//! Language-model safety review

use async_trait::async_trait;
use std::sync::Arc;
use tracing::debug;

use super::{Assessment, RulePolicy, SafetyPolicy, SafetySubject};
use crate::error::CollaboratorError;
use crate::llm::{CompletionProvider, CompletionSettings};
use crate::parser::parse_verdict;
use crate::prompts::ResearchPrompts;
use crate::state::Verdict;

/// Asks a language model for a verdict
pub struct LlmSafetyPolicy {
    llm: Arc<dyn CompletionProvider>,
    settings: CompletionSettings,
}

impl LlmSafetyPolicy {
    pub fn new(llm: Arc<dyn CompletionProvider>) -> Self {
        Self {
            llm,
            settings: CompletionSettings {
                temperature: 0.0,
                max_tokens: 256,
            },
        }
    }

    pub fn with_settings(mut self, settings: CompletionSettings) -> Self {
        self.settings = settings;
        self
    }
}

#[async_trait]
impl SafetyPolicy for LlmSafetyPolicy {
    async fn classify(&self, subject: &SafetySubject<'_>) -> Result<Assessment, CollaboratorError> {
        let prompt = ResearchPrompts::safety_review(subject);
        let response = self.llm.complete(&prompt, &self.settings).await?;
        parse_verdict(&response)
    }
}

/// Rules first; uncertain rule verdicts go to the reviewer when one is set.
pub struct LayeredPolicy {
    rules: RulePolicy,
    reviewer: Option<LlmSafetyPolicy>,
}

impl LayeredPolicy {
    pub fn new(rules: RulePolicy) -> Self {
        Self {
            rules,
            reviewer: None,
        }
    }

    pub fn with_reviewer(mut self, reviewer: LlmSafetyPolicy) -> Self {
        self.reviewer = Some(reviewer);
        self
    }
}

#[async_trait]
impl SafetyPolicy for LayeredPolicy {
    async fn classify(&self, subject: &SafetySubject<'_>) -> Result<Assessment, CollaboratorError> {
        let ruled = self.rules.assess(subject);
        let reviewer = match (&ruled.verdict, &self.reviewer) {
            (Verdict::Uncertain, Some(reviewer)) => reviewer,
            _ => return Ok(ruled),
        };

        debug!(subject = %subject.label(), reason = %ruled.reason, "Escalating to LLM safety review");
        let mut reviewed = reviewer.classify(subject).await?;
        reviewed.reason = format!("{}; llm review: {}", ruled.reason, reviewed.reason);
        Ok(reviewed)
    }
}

######

* [Exercise brief]: Every line of the listing above that includes "impl" should be copied out.

* [Result]:
impl LlmSafetyPolicy {
impl SafetyPolicy for LlmSafetyPolicy {
impl LayeredPolicy {
impl SafetyPolicy for LayeredPolicy {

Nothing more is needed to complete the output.